[[ The data open ]]

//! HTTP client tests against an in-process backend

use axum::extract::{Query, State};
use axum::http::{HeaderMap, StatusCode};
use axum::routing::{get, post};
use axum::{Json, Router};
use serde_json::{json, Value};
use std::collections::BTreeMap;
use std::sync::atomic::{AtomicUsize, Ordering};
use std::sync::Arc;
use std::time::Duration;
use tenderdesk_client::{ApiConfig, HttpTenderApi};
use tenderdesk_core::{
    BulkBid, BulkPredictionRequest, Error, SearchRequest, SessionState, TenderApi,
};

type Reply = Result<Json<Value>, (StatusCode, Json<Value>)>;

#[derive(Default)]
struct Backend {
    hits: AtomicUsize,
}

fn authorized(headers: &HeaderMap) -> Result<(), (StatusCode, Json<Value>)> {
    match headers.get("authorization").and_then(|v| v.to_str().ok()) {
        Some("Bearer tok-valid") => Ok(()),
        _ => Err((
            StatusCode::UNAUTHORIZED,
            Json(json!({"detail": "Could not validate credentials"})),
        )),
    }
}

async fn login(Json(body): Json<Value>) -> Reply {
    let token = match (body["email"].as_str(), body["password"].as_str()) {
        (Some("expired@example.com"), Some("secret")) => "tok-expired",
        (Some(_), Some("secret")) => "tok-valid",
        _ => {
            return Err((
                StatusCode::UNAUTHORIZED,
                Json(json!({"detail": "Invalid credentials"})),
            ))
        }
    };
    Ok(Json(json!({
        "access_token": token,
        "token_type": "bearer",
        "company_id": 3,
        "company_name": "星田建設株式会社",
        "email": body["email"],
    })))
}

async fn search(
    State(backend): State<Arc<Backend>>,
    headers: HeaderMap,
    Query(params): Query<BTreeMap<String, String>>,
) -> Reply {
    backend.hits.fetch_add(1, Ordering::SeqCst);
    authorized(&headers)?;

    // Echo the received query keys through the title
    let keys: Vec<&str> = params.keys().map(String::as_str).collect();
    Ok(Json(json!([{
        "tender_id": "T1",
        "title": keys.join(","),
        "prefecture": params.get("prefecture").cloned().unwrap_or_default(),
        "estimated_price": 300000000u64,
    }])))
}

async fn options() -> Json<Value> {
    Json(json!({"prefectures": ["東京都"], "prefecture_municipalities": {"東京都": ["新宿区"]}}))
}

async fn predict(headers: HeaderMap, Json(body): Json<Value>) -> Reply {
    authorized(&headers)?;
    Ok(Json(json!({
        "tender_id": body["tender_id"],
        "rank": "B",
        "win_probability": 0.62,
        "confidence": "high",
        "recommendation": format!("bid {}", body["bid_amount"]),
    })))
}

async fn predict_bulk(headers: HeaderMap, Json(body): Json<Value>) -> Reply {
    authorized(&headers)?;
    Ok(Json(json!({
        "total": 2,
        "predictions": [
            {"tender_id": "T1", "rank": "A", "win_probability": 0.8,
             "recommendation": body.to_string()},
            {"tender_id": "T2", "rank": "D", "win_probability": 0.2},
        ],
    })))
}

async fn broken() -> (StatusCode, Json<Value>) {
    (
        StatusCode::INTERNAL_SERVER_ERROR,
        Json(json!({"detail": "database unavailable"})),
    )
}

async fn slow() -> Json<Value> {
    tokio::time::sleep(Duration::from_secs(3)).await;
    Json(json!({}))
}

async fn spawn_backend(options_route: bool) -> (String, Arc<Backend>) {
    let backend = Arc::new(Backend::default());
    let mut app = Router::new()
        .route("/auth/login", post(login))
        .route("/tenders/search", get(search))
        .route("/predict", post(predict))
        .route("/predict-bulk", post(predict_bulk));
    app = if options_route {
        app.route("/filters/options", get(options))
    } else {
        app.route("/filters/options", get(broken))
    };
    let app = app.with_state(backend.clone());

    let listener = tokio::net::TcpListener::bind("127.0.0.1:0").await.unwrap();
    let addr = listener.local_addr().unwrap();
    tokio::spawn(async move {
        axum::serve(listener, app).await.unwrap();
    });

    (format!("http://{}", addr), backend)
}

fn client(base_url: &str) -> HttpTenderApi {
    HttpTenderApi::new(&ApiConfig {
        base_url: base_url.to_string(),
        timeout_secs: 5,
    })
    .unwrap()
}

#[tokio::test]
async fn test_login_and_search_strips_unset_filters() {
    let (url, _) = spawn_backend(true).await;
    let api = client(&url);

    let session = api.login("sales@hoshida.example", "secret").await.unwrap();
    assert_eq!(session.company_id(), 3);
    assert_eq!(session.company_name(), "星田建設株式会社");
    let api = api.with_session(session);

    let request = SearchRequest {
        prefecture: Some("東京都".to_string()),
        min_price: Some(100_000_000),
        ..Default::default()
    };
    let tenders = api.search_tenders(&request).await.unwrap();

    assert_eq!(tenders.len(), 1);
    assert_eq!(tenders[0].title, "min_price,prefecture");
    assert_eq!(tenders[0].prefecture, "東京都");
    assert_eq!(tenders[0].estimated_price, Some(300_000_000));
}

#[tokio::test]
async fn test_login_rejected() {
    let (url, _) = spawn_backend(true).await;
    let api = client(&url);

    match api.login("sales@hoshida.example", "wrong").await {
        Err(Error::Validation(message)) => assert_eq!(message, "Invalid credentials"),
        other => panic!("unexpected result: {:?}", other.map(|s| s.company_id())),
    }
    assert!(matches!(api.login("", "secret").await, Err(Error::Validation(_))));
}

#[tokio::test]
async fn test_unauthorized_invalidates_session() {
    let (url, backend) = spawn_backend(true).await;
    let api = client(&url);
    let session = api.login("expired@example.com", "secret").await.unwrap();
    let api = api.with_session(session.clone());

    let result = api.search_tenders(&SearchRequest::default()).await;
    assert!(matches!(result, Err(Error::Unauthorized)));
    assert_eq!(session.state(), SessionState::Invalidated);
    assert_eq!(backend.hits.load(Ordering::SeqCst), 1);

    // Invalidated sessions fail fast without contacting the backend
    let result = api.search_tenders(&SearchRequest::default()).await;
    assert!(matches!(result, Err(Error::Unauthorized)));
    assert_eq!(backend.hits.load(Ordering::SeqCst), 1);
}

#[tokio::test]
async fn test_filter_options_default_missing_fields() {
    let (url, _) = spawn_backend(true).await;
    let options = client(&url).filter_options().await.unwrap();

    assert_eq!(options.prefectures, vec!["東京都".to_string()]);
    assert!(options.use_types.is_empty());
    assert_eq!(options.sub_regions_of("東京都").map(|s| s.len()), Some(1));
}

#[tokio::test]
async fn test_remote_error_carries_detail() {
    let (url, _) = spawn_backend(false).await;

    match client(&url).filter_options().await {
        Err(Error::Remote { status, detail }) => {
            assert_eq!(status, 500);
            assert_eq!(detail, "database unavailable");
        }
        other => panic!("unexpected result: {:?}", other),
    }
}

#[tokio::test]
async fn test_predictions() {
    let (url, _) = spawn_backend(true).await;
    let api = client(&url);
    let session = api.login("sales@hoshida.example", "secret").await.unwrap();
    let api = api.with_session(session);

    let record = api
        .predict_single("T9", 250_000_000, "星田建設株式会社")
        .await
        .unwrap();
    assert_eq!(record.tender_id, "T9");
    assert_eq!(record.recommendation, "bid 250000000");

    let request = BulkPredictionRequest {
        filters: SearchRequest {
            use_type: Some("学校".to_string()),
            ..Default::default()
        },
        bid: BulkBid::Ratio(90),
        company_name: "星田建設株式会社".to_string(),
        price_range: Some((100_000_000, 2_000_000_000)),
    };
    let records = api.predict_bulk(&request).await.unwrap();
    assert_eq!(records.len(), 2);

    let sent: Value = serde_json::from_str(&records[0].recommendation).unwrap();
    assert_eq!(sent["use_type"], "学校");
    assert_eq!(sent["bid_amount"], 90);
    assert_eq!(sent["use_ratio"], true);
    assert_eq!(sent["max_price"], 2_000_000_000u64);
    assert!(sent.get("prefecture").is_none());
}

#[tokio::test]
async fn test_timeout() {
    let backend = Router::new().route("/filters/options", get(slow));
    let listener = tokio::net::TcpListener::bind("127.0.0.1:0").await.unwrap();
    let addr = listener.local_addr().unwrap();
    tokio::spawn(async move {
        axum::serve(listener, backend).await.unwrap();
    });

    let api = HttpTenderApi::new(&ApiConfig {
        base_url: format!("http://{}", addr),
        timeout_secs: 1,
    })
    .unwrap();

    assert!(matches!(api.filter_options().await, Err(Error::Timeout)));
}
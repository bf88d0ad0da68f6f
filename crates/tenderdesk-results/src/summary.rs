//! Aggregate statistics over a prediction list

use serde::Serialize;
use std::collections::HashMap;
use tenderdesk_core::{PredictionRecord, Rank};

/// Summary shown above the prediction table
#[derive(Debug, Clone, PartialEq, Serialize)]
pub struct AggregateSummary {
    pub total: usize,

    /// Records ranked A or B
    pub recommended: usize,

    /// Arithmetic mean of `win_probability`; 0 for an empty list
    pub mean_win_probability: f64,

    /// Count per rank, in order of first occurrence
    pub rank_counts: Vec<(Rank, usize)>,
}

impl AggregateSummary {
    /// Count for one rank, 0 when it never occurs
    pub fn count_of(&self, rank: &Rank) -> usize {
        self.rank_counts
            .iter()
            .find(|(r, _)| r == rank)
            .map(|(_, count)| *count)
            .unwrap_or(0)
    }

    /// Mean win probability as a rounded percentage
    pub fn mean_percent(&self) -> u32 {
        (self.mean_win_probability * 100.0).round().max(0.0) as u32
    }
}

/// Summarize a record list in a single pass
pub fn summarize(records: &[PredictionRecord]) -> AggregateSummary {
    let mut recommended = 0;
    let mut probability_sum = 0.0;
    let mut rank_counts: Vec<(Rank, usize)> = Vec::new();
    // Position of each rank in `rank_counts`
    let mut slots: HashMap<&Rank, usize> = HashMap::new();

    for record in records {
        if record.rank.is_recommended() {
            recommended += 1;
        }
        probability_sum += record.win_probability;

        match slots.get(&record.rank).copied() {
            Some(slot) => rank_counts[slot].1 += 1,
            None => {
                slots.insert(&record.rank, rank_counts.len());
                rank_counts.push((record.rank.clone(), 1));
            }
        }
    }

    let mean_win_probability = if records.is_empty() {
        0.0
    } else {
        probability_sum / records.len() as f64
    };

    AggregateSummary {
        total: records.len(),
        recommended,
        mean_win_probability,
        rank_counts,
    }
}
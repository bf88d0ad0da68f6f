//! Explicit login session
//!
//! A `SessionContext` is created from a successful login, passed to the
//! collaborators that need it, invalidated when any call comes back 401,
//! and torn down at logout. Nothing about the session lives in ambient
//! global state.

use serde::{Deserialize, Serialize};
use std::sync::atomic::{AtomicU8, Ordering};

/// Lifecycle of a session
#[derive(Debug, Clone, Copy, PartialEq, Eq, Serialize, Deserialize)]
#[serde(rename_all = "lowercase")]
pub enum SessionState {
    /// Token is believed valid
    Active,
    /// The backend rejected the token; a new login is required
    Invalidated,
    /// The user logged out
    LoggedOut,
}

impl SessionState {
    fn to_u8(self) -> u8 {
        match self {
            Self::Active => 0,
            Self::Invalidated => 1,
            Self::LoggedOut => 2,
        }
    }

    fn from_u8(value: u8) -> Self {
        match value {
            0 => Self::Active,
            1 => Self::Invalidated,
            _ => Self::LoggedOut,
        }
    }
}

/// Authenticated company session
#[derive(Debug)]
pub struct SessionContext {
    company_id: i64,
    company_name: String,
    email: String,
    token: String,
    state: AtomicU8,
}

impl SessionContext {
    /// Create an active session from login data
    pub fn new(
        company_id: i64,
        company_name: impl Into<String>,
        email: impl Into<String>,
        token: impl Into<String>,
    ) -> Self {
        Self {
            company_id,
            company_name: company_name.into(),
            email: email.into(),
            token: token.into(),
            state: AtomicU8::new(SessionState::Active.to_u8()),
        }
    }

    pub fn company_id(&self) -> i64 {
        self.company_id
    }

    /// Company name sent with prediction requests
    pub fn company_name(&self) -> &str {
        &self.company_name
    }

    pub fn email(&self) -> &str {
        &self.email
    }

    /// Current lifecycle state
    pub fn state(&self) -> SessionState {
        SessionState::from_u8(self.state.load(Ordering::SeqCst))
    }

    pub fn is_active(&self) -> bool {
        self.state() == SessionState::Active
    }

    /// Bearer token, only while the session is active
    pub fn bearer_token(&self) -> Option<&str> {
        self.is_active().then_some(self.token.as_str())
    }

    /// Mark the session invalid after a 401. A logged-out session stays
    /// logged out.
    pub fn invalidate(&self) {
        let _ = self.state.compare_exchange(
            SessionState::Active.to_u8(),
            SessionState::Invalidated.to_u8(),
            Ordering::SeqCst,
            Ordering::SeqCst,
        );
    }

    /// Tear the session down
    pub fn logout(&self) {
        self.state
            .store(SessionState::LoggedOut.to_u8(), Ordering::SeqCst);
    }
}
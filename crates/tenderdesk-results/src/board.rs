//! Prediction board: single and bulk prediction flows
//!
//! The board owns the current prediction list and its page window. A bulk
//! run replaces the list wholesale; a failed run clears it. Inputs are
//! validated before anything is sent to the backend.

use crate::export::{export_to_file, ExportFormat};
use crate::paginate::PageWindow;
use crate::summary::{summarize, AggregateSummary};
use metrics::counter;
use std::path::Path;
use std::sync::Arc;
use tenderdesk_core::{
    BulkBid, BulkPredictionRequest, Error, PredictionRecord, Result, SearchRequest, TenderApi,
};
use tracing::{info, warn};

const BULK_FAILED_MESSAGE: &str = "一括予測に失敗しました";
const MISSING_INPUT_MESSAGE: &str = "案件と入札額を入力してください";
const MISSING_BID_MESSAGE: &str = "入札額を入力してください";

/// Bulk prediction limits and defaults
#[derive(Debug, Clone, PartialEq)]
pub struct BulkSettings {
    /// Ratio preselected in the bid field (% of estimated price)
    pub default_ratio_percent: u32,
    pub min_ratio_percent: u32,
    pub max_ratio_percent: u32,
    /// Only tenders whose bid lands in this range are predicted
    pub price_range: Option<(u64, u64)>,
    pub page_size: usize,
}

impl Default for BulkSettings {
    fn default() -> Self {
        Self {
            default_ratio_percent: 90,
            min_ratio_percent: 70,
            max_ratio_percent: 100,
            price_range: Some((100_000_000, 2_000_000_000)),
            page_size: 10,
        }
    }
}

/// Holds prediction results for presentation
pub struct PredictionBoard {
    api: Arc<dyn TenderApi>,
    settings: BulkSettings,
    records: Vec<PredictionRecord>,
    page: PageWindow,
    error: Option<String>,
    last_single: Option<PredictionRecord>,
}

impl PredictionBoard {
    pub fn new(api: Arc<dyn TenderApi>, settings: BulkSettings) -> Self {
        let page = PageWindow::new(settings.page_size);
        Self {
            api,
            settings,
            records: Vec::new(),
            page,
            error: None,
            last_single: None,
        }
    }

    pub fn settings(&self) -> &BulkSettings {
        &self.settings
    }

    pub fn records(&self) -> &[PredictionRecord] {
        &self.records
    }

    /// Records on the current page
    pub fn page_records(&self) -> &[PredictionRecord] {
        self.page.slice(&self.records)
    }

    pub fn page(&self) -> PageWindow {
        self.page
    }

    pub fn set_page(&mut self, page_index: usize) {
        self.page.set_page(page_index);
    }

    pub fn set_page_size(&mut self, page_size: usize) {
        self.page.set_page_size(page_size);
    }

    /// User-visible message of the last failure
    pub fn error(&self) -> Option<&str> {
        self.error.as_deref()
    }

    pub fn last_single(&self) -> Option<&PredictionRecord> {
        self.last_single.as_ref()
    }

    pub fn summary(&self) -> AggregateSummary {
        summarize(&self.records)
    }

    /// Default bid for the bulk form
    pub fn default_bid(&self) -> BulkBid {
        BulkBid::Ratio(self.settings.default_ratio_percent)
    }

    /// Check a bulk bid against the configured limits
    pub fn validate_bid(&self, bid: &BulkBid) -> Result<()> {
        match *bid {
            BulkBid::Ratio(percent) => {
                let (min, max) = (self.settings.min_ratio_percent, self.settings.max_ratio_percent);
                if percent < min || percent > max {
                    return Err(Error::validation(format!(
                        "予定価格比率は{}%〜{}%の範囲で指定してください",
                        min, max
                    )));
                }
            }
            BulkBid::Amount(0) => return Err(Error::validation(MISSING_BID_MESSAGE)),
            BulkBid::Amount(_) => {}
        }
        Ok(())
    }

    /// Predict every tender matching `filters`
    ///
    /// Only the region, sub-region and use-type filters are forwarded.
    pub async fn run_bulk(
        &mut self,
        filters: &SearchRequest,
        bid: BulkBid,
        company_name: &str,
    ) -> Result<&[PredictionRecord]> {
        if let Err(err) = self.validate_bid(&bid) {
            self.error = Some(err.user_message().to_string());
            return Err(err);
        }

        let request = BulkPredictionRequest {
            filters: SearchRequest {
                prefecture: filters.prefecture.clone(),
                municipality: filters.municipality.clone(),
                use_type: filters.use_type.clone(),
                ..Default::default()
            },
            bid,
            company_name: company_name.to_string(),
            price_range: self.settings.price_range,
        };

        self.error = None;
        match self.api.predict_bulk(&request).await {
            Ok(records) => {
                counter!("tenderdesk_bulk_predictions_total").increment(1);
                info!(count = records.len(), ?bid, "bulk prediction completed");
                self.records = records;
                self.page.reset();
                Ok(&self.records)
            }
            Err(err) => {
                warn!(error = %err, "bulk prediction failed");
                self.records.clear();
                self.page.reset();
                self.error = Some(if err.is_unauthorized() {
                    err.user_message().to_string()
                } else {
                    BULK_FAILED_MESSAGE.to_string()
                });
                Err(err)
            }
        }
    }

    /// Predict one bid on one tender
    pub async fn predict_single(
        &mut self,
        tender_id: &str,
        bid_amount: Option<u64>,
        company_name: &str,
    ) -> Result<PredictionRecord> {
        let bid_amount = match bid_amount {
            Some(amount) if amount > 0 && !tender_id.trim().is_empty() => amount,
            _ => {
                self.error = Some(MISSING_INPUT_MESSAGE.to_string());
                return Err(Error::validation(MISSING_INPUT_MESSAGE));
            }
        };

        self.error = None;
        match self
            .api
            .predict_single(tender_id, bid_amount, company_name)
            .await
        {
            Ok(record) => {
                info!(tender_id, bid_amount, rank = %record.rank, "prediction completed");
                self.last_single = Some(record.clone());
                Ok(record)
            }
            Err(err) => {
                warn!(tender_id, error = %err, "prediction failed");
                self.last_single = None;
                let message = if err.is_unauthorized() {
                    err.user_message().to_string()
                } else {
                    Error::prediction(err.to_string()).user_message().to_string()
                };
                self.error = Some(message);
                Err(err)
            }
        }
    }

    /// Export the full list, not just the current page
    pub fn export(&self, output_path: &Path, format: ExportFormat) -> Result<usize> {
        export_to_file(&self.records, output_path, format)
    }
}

[[ The data closed ]]

Provide the number of lines in these entries that hold the word "params", without any accompanying text.

The answer =>
3